Apply these sorts of questions to Putin, and the contrasting answers for Medvedev write themselves. Putin’s policies may not be what everyone would wish, and his understanding of the interests of his country may be disputable, but his ability to act as a leader is not to date in doubt. Medvedev has for some years said things that liberal-minded people in the West and in Russia too have welcomed. But little concrete action has followed. That has disillusioned Medvedev’s potential sympathizers in Russia.
He has also made a number of statements, usually passed over in embarrassed silence by Western analysts or justified by a perceived need for him to protect himself against domestic critics, that run counter to his liberal image. His language about the North Caucasus has been as crude as Putin’s, if less vivid, and he has had no fresh ideas as to how to cope with its dangers.
He has threatened the West with a new arms race, possibly even thinking that practicable. He has ramped up the Kurils/Northern Territories issue to no purpose but to show himself determined to stand up to a scarcely threatening Japan. He was a major figure in the 2008 campaign against Georgia and spoke out against Ukraine under former President Viktor Yushchenko. His language about the recent unrest in Egypt was so extreme that the Russian media reportedly cut him off as he was urging Mubarak to shed the blood of thousands, later quoting him as saying that “they” (probably the United States) were preparing a similarly malign scenario for Russia.
Medvedev has regularly promised action against corruption and professed determination to pursue notorious criminal cases. The results have been negligible. He has fired a number of officials and second rank political figures — with former Mayor Yury Luzhkov as his most prominent victim, but a man also in Putin’s sights and one whose time had come. He has been a persistent critic of the state corporations, and after three years in the presidency has acted against the direct role of senior members of the Russian political establishment in state-owned or dominated enterprises. But the record of concrete achievement in pursuit of economic reform, let alone the political adjustment needed to advance it, has been notably thin.
Medvedev would clearly like a second term as president. There are quite a few Russians who would prefer him to Putin and who would hope to promote change through him after 2012. But his direct following is limited and so far includes few prepared to stick their necks out for him. Medvedev has not tried very hard to be much more than Putin’s willing, if occasionally resentful, partner.
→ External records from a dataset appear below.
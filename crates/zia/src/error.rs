//! CLI error types with miette diagnostics.
//!
//! Maps provider and config errors into user-facing errors with
//! actionable help text.

use miette::Diagnostic;
use thiserror::Error;

use zia_config::ConfigError;
use zia_provider::ProviderError;

/// Process exit codes.
pub mod exit_code {
    pub const GENERAL: i32 = 1;
    pub const USAGE: i32 = 2;
    pub const AUTH: i32 = 3;
    pub const NOT_FOUND: i32 = 4;
    pub const CONFLICT: i32 = 6;
    pub const CONNECTION: i32 = 7;
}

#[derive(Debug, Error, Diagnostic)]
pub enum CliError {
    // ── Connection ───────────────────────────────────────────────────
    #[error("Could not reach the ZIA API")]
    #[diagnostic(
        code(zia::connection_failed),
        help(
            "Check the cloud name or --base-url and your network path.\n\
             Behind a TLS-inspecting proxy, configure ca_cert in your profile."
        )
    )]
    ConnectionFailed {
        #[source]
        source: zia_api::Error,
    },

    // ── Authentication ───────────────────────────────────────────────
    #[error("Authentication failed: {message}")]
    #[diagnostic(
        code(zia::auth_failed),
        help(
            "Verify the username, password and API key.\n\
             Run: zia config set-password --profile {profile}"
        )
    )]
    AuthFailed { profile: String, message: String },

    #[error("No {missing} configured for profile '{profile}'")]
    #[diagnostic(
        code(zia::no_credentials),
        help(
            "Configure credentials with: zia config init\n\
             Or set ZIA_USERNAME, ZIA_PASSWORD and ZIA_API_KEY."
        )
    )]
    NoCredentials {
        profile: String,
        missing: &'static str,
    },

    // ── Resources ────────────────────────────────────────────────────
    #[error("{kind} '{identifier}' not found")]
    #[diagnostic(code(zia::not_found))]
    NotFound { kind: String, identifier: String },

    #[error("'{address}' is not in state")]
    #[diagnostic(
        code(zia::not_in_state),
        help("Run: zia show to list managed resources, or zia import to adopt one.")
    )]
    NotInState { address: String },

    #[error("'{address}' is already managed")]
    #[diagnostic(
        code(zia::already_managed),
        help("Pick another local name, or destroy the existing resource first.")
    )]
    AlreadyManaged { address: String },

    #[error("Unknown type '{type_name}'")]
    #[diagnostic(
        code(zia::unknown_type),
        help("Run: zia resources or zia data-sources to list supported types.")
    )]
    UnknownType { type_name: String },

    // ── Provider ─────────────────────────────────────────────────────
    #[error(transparent)]
    #[diagnostic(code(zia::provider))]
    Provider(ProviderError),

    // ── Validation ───────────────────────────────────────────────────
    #[error("Invalid value for {field}: {reason}")]
    #[diagnostic(code(zia::validation))]
    Validation { field: String, reason: String },

    // ── Configuration ────────────────────────────────────────────────
    #[error("Profile '{name}' not found in configuration")]
    #[diagnostic(
        code(zia::profile_not_found),
        help(
            "Available profiles: {available}\n\
             Create one with: zia config init"
        )
    )]
    ProfileNotFound { name: String, available: String },

    #[error(transparent)]
    #[diagnostic(code(zia::config))]
    Config(ConfigError),

    #[error("State file {path} is unreadable: {reason}")]
    #[diagnostic(
        code(zia::state),
        help("Fix or move the file; zia never rewrites a state file it cannot parse.")
    )]
    State { path: String, reason: String },

    // ── Interactive ──────────────────────────────────────────────────
    #[error("Destructive operation '{action}' requires confirmation")]
    #[diagnostic(
        code(zia::confirmation_required),
        help("Use --yes (-y) to skip confirmation in non-interactive contexts.")
    )]
    NonInteractiveRequiresYes { action: String },

    // ── IO / Serialization ───────────────────────────────────────────
    #[error(transparent)]
    Io(#[from] std::io::Error),

    #[error("Invalid JSON payload: {0}")]
    #[diagnostic(code(zia::json), help("Check the file contents and try again."))]
    Json(#[from] serde_json::Error),

    #[error("Invalid YAML payload: {0}")]
    #[diagnostic(code(zia::yaml), help("Check the file contents and try again."))]
    Yaml(#[from] serde_yaml::Error),

    #[error("Invalid TOML payload: {0}")]
    #[diagnostic(code(zia::toml), help("Check the file contents and try again."))]
    Toml(#[from] toml::de::Error),
}

impl CliError {
    /// Map this error to an exit code for process termination.
    pub fn exit_code(&self) -> i32 {
        match self {
            Self::ConnectionFailed { .. } => exit_code::CONNECTION,
            Self::AuthFailed { .. } | Self::NoCredentials { .. } => exit_code::AUTH,
            Self::NotFound { .. } | Self::NotInState { .. } | Self::UnknownType { .. } => {
                exit_code::NOT_FOUND
            }
            Self::AlreadyManaged { .. } => exit_code::CONFLICT,
            Self::Validation { .. }
            | Self::NonInteractiveRequiresYes { .. }
            | Self::ProfileNotFound { .. } => exit_code::USAGE,
            Self::Provider(e) if e.is_not_found() => exit_code::NOT_FOUND,
            Self::Provider(ProviderError::Validation(_) | ProviderError::MissingAttribute { .. }) => {
                exit_code::USAGE
            }
            _ => exit_code::GENERAL,
        }
    }
}

// ── ProviderError → CliError mapping ─────────────────────────────────

impl From<ProviderError> for CliError {
    fn from(err: ProviderError) -> Self {
        match err {
            ProviderError::Api(zia_api::Error::Authentication { message }) => Self::AuthFailed {
                profile: "current".into(),
                message,
            },
            ProviderError::Api(source @ (zia_api::Error::Transport(_) | zia_api::Error::Tls(_))) => {
                Self::ConnectionFailed { source }
            }
            ProviderError::NotFound { kind, identifier } => Self::NotFound {
                kind: kind.to_owned(),
                identifier,
            },
            ProviderError::UnknownResource { type_name } => Self::UnknownType { type_name },
            other => Self::Provider(other),
        }
    }
}

impl From<zia_api::Error> for CliError {
    fn from(err: zia_api::Error) -> Self {
        ProviderError::from(err).into()
    }
}

// ── ConfigError → CliError mapping ───────────────────────────────────

impl From<ConfigError> for CliError {
    fn from(err: ConfigError) -> Self {
        match err {
            ConfigError::NoCredentials { profile, missing } => Self::NoCredentials { profile, missing },
            ConfigError::Validation { field, reason } => Self::Validation { field, reason },
            other => Self::Config(other),
        }
    }
}

#[cfg(test)]
mod tests {
    use super::*;

    #[test]
    fn exit_codes_follow_error_kind() {
        let missing: CliError = ProviderError::NotFound {
            kind: "rule label",
            identifier: "x".into(),
        }
        .into();
        assert_eq!(missing.exit_code(), exit_code::NOT_FOUND);

        let auth: CliError = zia_api::Error::Authentication {
            message: "bad password".into(),
        }
        .into();
        assert_eq!(auth.exit_code(), exit_code::AUTH);

        let creds: CliError = ConfigError::NoCredentials {
            profile: "default".into(),
            missing: "password",
        }
        .into();
        assert_eq!(creds.exit_code(), exit_code::AUTH);

        let api: CliError = zia_api::Error::Api {
            status: 500,
            code: None,
            message: "boom".into(),
        }
        .into();
        assert_eq!(api.exit_code(), exit_code::GENERAL);
    }
}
The changes the president has himself backed are restricted and do not imply a willingness on his part to confront the present ruling system or its principal groupings. It is arguable that his remarks on the need for reform and the dangers of stagnation have had an enlivening effect on the public, and that this will have consequences over the next few months. It is arguable, too, that if he stays on as president and is freed after 2012 from Putin’s dominance, his inadequacies as well as his proclaimed purposes will feed useful flexibility and constructive societal evolution. It would be good to hope for that.
But if the present rules of Russian politics remain essentially unchanged after the 2011-12 electoral cycle, it would be rash to count on a benign outcome. Stagnation, as Medvedev has termed it, would have its risks. Structural change would be tough, disruptive and unwelcome to many. The record so far is insufficient to show whether Medvedev is up to the job of leading a country with Russia’s emerging problems. Are the Russians right to be skeptical, or are those Western analysts right who see him as a determined harbinger of the next and hopeful era of change in Russia?
Andrew Wood, British ambassador to Russia between 1995 and 2000, is an associate fellow of Chatham House.